▸ **Exercise**
Copy out every line from the records that includes "control".

** The records follows **

// gprops — Graph property inference
//
// Library root. Static shape/dtype inference over dataflow graphs with
// control-flow frames and shared resources, plus a dynamic path that reads
// properties from one recorded execution.

pub mod builder;
pub mod diag;
pub mod dot;
pub mod dynamic;
pub mod error;
pub mod frame;
pub mod graph_index;
pub mod item;
pub mod lattice;
pub mod propagate;
pub mod properties;
pub mod registry;
pub mod resource;
pub mod rules;
pub mod types;

pub use dynamic::{Cluster, ClusterError, RecordedCluster, StepTrace};
pub use error::{GraphDefect, InferenceError};
pub use item::{Item, Node};
pub use properties::{GraphProperties, InferenceOptions, UnknownOpPolicy};
pub use registry::Registry;
pub use types::{DataType, Dim, Shape, TensorProperties};
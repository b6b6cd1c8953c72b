// Queue scenarios: properties flowing from enqueues to dequeues, through
// self-feeding queues, batched enqueue/dequeue, and queues combined with
// while loops in both nesting directions.

mod common;

use common::{concat_loop, output, outputs};
use gprops::builder::GraphBuilder;
use gprops::diag::codes;
use gprops::{DataType, GraphProperties, Shape};

// ── Test helpers ────────────────────────────────────────────────────────────

fn shuffle_queue(b: &mut GraphBuilder, name: &str) {
    b.node(name, "RandomShuffleQueueV2", &[])
        .type_list_attr("component_types", &[DataType::FLOAT]);
}

fn queues_item() -> gprops::Item {
    let mut b = GraphBuilder::new("queues");
    b.random_normal("rnd", &[3, 7]);

    b.queue("Queue1", &[DataType::FLOAT], &[]);
    b.enqueue("Enqueue1", "Queue1", &["rnd"]);
    b.dequeue("Dequeue1", "Queue1", &[DataType::FLOAT]);
    b.node("Square1", "Square", &["Dequeue1"]);

    shuffle_queue(&mut b, "Queue2");
    b.enqueue("Enqueue2", "Queue2", &["Square1"]);
    b.dequeue("Dequeue2", "Queue2", &[DataType::FLOAT]);
    b.node("Square2", "Square", &["Dequeue2"]);

    // Queue3 only ever receives its own output merged with Square2.
    b.queue("Queue3", &[DataType::FLOAT], &[]);
    b.dequeue("Dequeue3", "Queue3", &[DataType::FLOAT]);
    b.node("Merge3", "Merge", &["Dequeue3", "Square2"]);
    b.enqueue("Enqueue3", "Queue3", &["Merge3"]);

    // Queue4 sees one known shape and one unknown-rank tensor.
    shuffle_queue(&mut b, "Queue4");
    b.enqueue("Enqueue4", "Queue4", &["Square2"]);
    b.enqueue("Enqueue4_2", "Queue4", &["Dequeue3"]);
    b.dequeue("Dequeue4", "Queue4", &[DataType::FLOAT]);

    b.random_normal("rnd2", &[10])
        .type_attr("dtype", DataType::DOUBLE);
    b.random_normal("rnd3", &[1, 2, 3]);
    let types = [DataType::FLOAT, DataType::DOUBLE, DataType::FLOAT];
    b.queue(
        "Queue5",
        &types,
        &[
            Shape::known(&[3, 7]),
            Shape::known(&[10]),
            Shape::known(&[1, 2, 3]),
        ],
    );
    b.enqueue("Enqueue5", "Queue5", &["rnd", "rnd2", "rnd3"]);
    b.dequeue("Dequeue5", "Queue5", &types);
    b.finish()
}

// ── Plain queues ────────────────────────────────────────────────────────────

#[test]
fn dequeues_report_enqueued_properties() {
    let item = queues_item();
    let mut props = GraphProperties::new(&item);
    props.infer_statically().unwrap();

    assert_eq!(outputs(&props, "Queue1"), ["resource: []"]);
    assert!(outputs(&props, "Enqueue1").is_empty());
    assert_eq!(outputs(&props, "Dequeue1"), ["float: [3,7]"]);
    assert_eq!(outputs(&props, "Dequeue2"), ["float: [3,7]"]);
    assert_eq!(outputs(&props, "Dequeue4"), ["float: [3,7]"]);
    assert_eq!(
        outputs(&props, "Dequeue5"),
        ["float: [3,7]", "double: [10]", "float: [1,2,3]"]
    );
}

#[test]
fn self_feeding_queue_stays_unknown() {
    let item = queues_item();
    let mut props = GraphProperties::new(&item);
    props.infer_statically().unwrap();

    assert_eq!(outputs(&props, "Dequeue3"), ["float: ?"]);
    assert_eq!(output(&props, "Merge3"), "float: ?");
    assert!(props.converged());
}

#[test]
fn dequeue_without_enqueues_uses_declared_shape() {
    let mut b = GraphBuilder::new("declared");
    b.queue("q", &[DataType::INT64], &[Shape::known(&[5])]);
    b.dequeue("d", "q", &[DataType::INT64]);
    b.queue("q_1", &[DataType::INT64], &[]);
    b.dequeue("d_1", "q_1", &[DataType::INT64]);
    let item = b.finish();

    let mut props = GraphProperties::new(&item);
    props.infer_statically().unwrap();
    assert_eq!(outputs(&props, "d"), ["int64: [5]"]);
    assert_eq!(outputs(&props, "d_1"), ["int64: ?"]);
}

#[test]
fn batched_enqueue_and_dequeue() {
    let mut b = GraphBuilder::new("batched");
    b.placeholder("x", DataType::FLOAT, Shape::known(&[8, 3]));
    b.queue("q", &[DataType::FLOAT], &[]);
    b.node("enqueue_many", "QueueEnqueueManyV2", &["q", "x"]);
    b.int_scalar("n", 4);
    b.node("dequeue_many", "QueueDequeueManyV2", &["q", "n"])
        .type_list_attr("component_types", &[DataType::FLOAT]);
    b.node("dequeue_up_to", "QueueDequeueUpToV2", &["q", "n"])
        .type_list_attr("component_types", &[DataType::FLOAT]);
    b.node("size", "QueueSizeV2", &["q"]);
    let item = b.finish();

    let mut props = GraphProperties::new(&item);
    props.infer_statically().unwrap();
    assert_eq!(outputs(&props, "dequeue_many"), ["float: [4,3]"]);
    assert_eq!(outputs(&props, "dequeue_up_to"), ["float: [-1,3]"]);
    assert_eq!(outputs(&props, "size"), ["int32: []"]);
}

#[test]
fn v1_queue_handle_is_string_ref() {
    let mut b = GraphBuilder::new("v1");
    b.node("q", "FIFOQueue", &[])
        .type_list_attr("component_types", &[DataType::FLOAT]);
    b.placeholder("x", DataType::FLOAT, Shape::known(&[2]));
    b.node("enqueue", "QueueEnqueue", &["q", "x"]);
    b.node("dequeue", "QueueDequeue", &["q"])
        .type_list_attr("component_types", &[DataType::FLOAT]);
    let item = b.finish();

    let mut props = GraphProperties::new(&item);
    props.infer_statically().unwrap();
    assert_eq!(outputs(&props, "q"), ["string_ref: [2]"]);
    assert_eq!(outputs(&props, "dequeue"), ["float: [2]"]);
}

#[test]
fn enqueue_contradicting_component_type_fails_at_dequeue() {
    let mut b = GraphBuilder::new("queue_dtypes");
    b.queue("q", &[DataType::FLOAT], &[]);
    b.placeholder("x", DataType::DOUBLE, Shape::known(&[2]));
    b.enqueue("enqueue", "q", &["x"]);
    b.dequeue("dequeue", "q", &[DataType::FLOAT]);
    let item = b.finish();

    let mut props = GraphProperties::new(&item);
    let err = props.infer_statically().unwrap_err();
    assert_eq!(err.code(), codes::E0202);
    assert_eq!(err.node(), Some("dequeue"));
}

// ── Queues and loops ────────────────────────────────────────────────────────

#[test]
fn queue_inside_loop_feeds_inner_loop() {
    let mut b = GraphBuilder::new("loops_and_queues");
    b.queue("queue", &[DataType::FLOAT], &[]);
    b.int_scalar("i0", 0);
    b.filled("ones", &[1, 1, 1], 1.0);
    concat_loop(&mut b, "while", "i0", "ones", 2, |b, x| {
        b.enter("while/queue", "queue", "while", true);
        b.enqueue("while/enqueue", "while/queue", &[x]);
        b.dequeue("while/dequeue", "while/queue", &[DataType::FLOAT]);
        b.int_scalar("while/while/Const", 0).control(x);
        concat_loop(b, "while/while", "while/while/Const", "while/dequeue", 0, |_, _| {});
    });
    let item = b.finish();

    let mut props = GraphProperties::new(&item);
    props.infer_statically().unwrap();

    for name in ["while/Merge_1", "while/NextIteration_1", "while/Exit_1"] {
        assert_eq!(output(&props, name), "float: [1,1,-1]", "{}", name);
    }
    assert_eq!(output(&props, "while/dequeue"), "float: [1,1,-1]");
    for name in [
        "while/while/Merge_1",
        "while/while/NextIteration_1",
        "while/while/Exit_1",
    ] {
        assert_eq!(output(&props, name), "float: [-1,1,-1]", "{}", name);
    }
}

#[test]
fn loop_between_two_queues() {
    let mut b = GraphBuilder::new("queues_and_loops");
    b.queue("Queue", &[DataType::FLOAT], &[]);
    b.random_normal("rnd", &[2, 2]);
    b.enqueue("Enqueue", "Queue", &["rnd"]);
    b.dequeue("Dequeue", "Queue", &[DataType::FLOAT]);
    b.int_scalar("i0", 0);
    let exits = concat_loop(&mut b, "while", "i0", "Dequeue", 0, |_, _| {});

    b.queue("Queue_1", &[DataType::FLOAT], &[]);
    b.enqueue("Enqueue_1", "Queue_1", &[exits[1].as_str()]);
    b.dequeue("Dequeue_1", "Queue_1", &[DataType::FLOAT]);
    b.int_scalar("concat/axis", 1);
    b.node("concat", "ConcatV2", &["Dequeue_1", "Dequeue_1", "concat/axis"]);
    b.fetch("concat");
    let item = b.finish();

    let mut props = GraphProperties::new(&item);
    props.infer_statically().unwrap();

    for name in ["while/Merge_1", "while/NextIteration_1", "while/Exit_1"] {
        assert_eq!(output(&props, name), "float: [-1,2]", "{}", name);
    }
    assert_eq!(output(&props, "Dequeue_1"), "float: [-1,2]");
    assert_eq!(output(&props, "concat"), "float: [-1,4]");
}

** End of The records **

▸ **Solution to the problem**
// control-flow frames and shared resources, plus a dynamic path that reads
        b.int_scalar("while/while/Const", 0).control(x);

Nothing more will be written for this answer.